CITY OF SAN FERNANDO— Don’t stop progress and the creation of jobs by the Aurora Pacific Economic Zone and Freeport (Apeco).
Nora Gutierrez, chair of Samahan ng mga Katutubong Dumagat sa Aurora (Sakada), said this was the main message of her group when it led a rally of 700 residents of Dinalungan, Casiguran and Dilasag towns in the capital town of Baler on Friday to support the project.
Gutierrez said farmers, fishermen and Dumagat who joined the pro-Apeco rally carried placards reflecting their position that Apeco did not grab any land from them and that no tribe member was removed from his or her ancestral domain.
“Neither were there fishers who were barred from their fishing grounds. Instead, Apeco will build an ice plant in Barangay Esteves [in Casiguran],” Gutierrez told the Inquirer on Sunday.
The pro-Apeco rally was held a few days after President Aquino ordered the National Economic and Development Authority to review the Apeco, which Congress created through laws proposed by Sen. Edgardo Angara, whose family hails from Aurora.
The review was Mr. Aquino’s response to 120 Casiguran residents who marched for 18 days, covering a 350-kilometer route to Metro Manila, to stop the Apeco project and their displacement.

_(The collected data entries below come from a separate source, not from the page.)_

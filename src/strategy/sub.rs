//! Sub-strategies of the hybrid chain.
//!
//! Each variant carries exactly the parameters its tag uses, so a `full`
//! strategy with a `recent_window`, or a `window` strategy without one, cannot
//! be constructed.

use std::fmt;

use serde::ser::SerializeMap;
use serde::{Serialize, Serializer};

use crate::strategy::fraction::Fraction;

/// Known strategy identifiers, as spelled in config documents.
#[derive(Debug, Clone, Copy, PartialEq, Eq, Hash, PartialOrd, Ord)]
pub enum StrategyTag {
    Special,
    Punc,
    SpecialPunc,
    HeavyHitter,
    SpecialPuncHeavyHitter,
    Window,
    WindowHeavyHitter,
    SpecialPunchWindowHeavyHitter,
    Full,
}

impl StrategyTag {
    pub const ALL: [StrategyTag; 9] = [
        StrategyTag::Special,
        StrategyTag::Punc,
        StrategyTag::SpecialPunc,
        StrategyTag::HeavyHitter,
        StrategyTag::SpecialPuncHeavyHitter,
        StrategyTag::Window,
        StrategyTag::WindowHeavyHitter,
        StrategyTag::SpecialPunchWindowHeavyHitter,
        StrategyTag::Full,
    ];

    pub fn as_str(self) -> &'static str {
        match self {
            StrategyTag::Special => "special",
            StrategyTag::Punc => "punc",
            StrategyTag::SpecialPunc => "special_punc",
            StrategyTag::HeavyHitter => "heavy_hitter",
            StrategyTag::SpecialPuncHeavyHitter => "special_punc_heavy_hitter",
            StrategyTag::Window => "window",
            StrategyTag::WindowHeavyHitter => "window_heavy_hitter",
            // The consuming engine matches on this exact spelling.
            StrategyTag::SpecialPunchWindowHeavyHitter => "special_punch_window_heavy_hitter",
            StrategyTag::Full => "full",
        }
    }

    pub fn from_name(name: &str) -> Option<Self> {
        Self::ALL.into_iter().find(|tag| tag.as_str() == name)
    }

    /// Whether strategies with this tag take a `heavy_hitter_frac`.
    pub fn uses_heavy_hitter_frac(self) -> bool {
        matches!(
            self,
            StrategyTag::HeavyHitter
                | StrategyTag::SpecialPuncHeavyHitter
                | StrategyTag::WindowHeavyHitter
                | StrategyTag::SpecialPunchWindowHeavyHitter
        )
    }

    /// Whether strategies with this tag take a `recent_window`.
    pub fn uses_recent_window(self) -> bool {
        matches!(
            self,
            StrategyTag::Window
                | StrategyTag::WindowHeavyHitter
                | StrategyTag::SpecialPunchWindowHeavyHitter
        )
    }
}

impl fmt::Display for StrategyTag {
    fn fmt(&self, f: &mut fmt::Formatter<'_>) -> fmt::Result {
        f.write_str(self.as_str())
    }
}

/// A strategy whose tag the loader did not recognise, kept verbatim when the
/// caller asked for unknown tags to be flagged instead of rejected.
#[derive(Debug, Clone, PartialEq)]
pub struct CustomStrategy {
    pub name: String,
    pub heavy_hitter_frac: Option<Fraction>,
    pub recent_window: Option<Fraction>,
}

/// One entry of the hybrid fallback chain.
#[derive(Debug, Clone, PartialEq)]
pub enum SubStrategy {
    Special,
    Punc,
    SpecialPunc,
    HeavyHitter {
        heavy_hitter_frac: Fraction,
    },
    SpecialPuncHeavyHitter {
        heavy_hitter_frac: Fraction,
    },
    Window {
        recent_window: Fraction,
    },
    WindowHeavyHitter {
        heavy_hitter_frac: Fraction,
        recent_window: Fraction,
    },
    SpecialPunchWindowHeavyHitter {
        heavy_hitter_frac: Fraction,
        recent_window: Fraction,
    },
    Full,
    Custom(CustomStrategy),
}

impl SubStrategy {
    /// Build a known strategy from its tag and parameters.
    ///
    /// Returns `None` when a parameter the tag needs is missing. Parameters
    /// the tag does not use are ignored; the loader rejects them earlier.
    pub fn from_tag(
        tag: StrategyTag,
        heavy_hitter_frac: Option<Fraction>,
        recent_window: Option<Fraction>,
    ) -> Option<Self> {
        let strategy = match tag {
            StrategyTag::Special => SubStrategy::Special,
            StrategyTag::Punc => SubStrategy::Punc,
            StrategyTag::SpecialPunc => SubStrategy::SpecialPunc,
            StrategyTag::HeavyHitter => SubStrategy::HeavyHitter {
                heavy_hitter_frac: heavy_hitter_frac?,
            },
            StrategyTag::SpecialPuncHeavyHitter => SubStrategy::SpecialPuncHeavyHitter {
                heavy_hitter_frac: heavy_hitter_frac?,
            },
            StrategyTag::Window => SubStrategy::Window {
                recent_window: recent_window?,
            },
            StrategyTag::WindowHeavyHitter => SubStrategy::WindowHeavyHitter {
                heavy_hitter_frac: heavy_hitter_frac?,
                recent_window: recent_window?,
            },
            StrategyTag::SpecialPunchWindowHeavyHitter => {
                SubStrategy::SpecialPunchWindowHeavyHitter {
                    heavy_hitter_frac: heavy_hitter_frac?,
                    recent_window: recent_window?,
                }
            }
            StrategyTag::Full => SubStrategy::Full,
        };
        Some(strategy)
    }

    /// The known tag, or `None` for custom strategies.
    pub fn tag(&self) -> Option<StrategyTag> {
        let tag = match self {
            SubStrategy::Special => StrategyTag::Special,
            SubStrategy::Punc => StrategyTag::Punc,
            SubStrategy::SpecialPunc => StrategyTag::SpecialPunc,
            SubStrategy::HeavyHitter { .. } => StrategyTag::HeavyHitter,
            SubStrategy::SpecialPuncHeavyHitter { .. } => StrategyTag::SpecialPuncHeavyHitter,
            SubStrategy::Window { .. } => StrategyTag::Window,
            SubStrategy::WindowHeavyHitter { .. } => StrategyTag::WindowHeavyHitter,
            SubStrategy::SpecialPunchWindowHeavyHitter { .. } => {
                StrategyTag::SpecialPunchWindowHeavyHitter
            }
            SubStrategy::Full => StrategyTag::Full,
            SubStrategy::Custom(_) => return None,
        };
        Some(tag)
    }

    /// Identifier as written in the document.
    pub fn name(&self) -> &str {
        match self {
            SubStrategy::Custom(custom) => &custom.name,
            known => known.tag().map(StrategyTag::as_str).unwrap_or_default(),
        }
    }

    pub fn heavy_hitter_frac(&self) -> Option<Fraction> {
        match self {
            SubStrategy::HeavyHitter { heavy_hitter_frac }
            | SubStrategy::SpecialPuncHeavyHitter { heavy_hitter_frac }
            | SubStrategy::WindowHeavyHitter {
                heavy_hitter_frac, ..
            }
            | SubStrategy::SpecialPunchWindowHeavyHitter {
                heavy_hitter_frac, ..
            } => Some(*heavy_hitter_frac),
            SubStrategy::Custom(custom) => custom.heavy_hitter_frac,
            _ => None,
        }
    }

    pub fn recent_window(&self) -> Option<Fraction> {
        match self {
            SubStrategy::Window { recent_window }
            | SubStrategy::WindowHeavyHitter { recent_window, .. }
            | SubStrategy::SpecialPunchWindowHeavyHitter { recent_window, .. } => {
                Some(*recent_window)
            }
            SubStrategy::Custom(custom) => custom.recent_window,
            _ => None,
        }
    }

    /// Whether special tokens (BOS, EOS, separators) survive this strategy.
    pub fn keeps_special_tokens(&self) -> bool {
        matches!(
            self,
            SubStrategy::Special
                | SubStrategy::SpecialPunc
                | SubStrategy::SpecialPuncHeavyHitter { .. }
                | SubStrategy::SpecialPunchWindowHeavyHitter { .. }
                | SubStrategy::Full
        )
    }

    /// Whether punctuation tokens survive this strategy.
    pub fn keeps_punctuation(&self) -> bool {
        matches!(
            self,
            SubStrategy::Punc
                | SubStrategy::SpecialPunc
                | SubStrategy::SpecialPuncHeavyHitter { .. }
                | SubStrategy::SpecialPunchWindowHeavyHitter { .. }
                | SubStrategy::Full
        )
    }

    /// `full` keeps every entry; a chain ending here always has a fallback.
    pub fn is_no_eviction(&self) -> bool {
        matches!(self, SubStrategy::Full)
    }
}

impl fmt::Display for SubStrategy {
    fn fmt(&self, f: &mut fmt::Formatter<'_>) -> fmt::Result {
        f.write_str(self.name())?;
        if let Some(frac) = self.heavy_hitter_frac() {
            write!(f, " heavy_hitter_frac={frac}")?;
        }
        if let Some(frac) = self.recent_window() {
            write!(f, " recent_window={frac}")?;
        }
        Ok(())
    }
}

impl Serialize for SubStrategy {
    fn serialize<S: Serializer>(&self, serializer: S) -> Result<S::Ok, S::Error> {
        let heavy_hitter_frac = self.heavy_hitter_frac();
        let recent_window = self.recent_window();
        let len = 1 + heavy_hitter_frac.is_some() as usize + recent_window.is_some() as usize;

        let mut map = serializer.serialize_map(Some(len))?;
        map.serialize_entry("strategy", self.name())?;
        if let Some(frac) = heavy_hitter_frac {
            map.serialize_entry("heavy_hitter_frac", &frac)?;
        }
        if let Some(frac) = recent_window {
            map.serialize_entry("recent_window", &frac)?;
        }
        map.end()
    }
}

Gutierrez said indigenous peoples in the three towns were promised housing, employment as forest guards, livelihood projects and construction of two multipurpose halls.
“We went to Baler to show our support for the programs of Apeco in Casiguran and condemn and deny the allegations of anti-Apeco groups,” she said.
Salvador France, vice chair of the national fishers’ coalition Pamalakaya, called the pro-Apeco rally as a “dirty tactic.”
“The usual divide-and-rule tactic is [used] … to create rift among the poor people, counter the anti-Apeco offensive,” France said in a statement.
Malcolm Sarmiento Jr., Apeco president and chief executive officer, said the anti-Apeco marchers cannot possibly represent the 3,000 households affected by the project.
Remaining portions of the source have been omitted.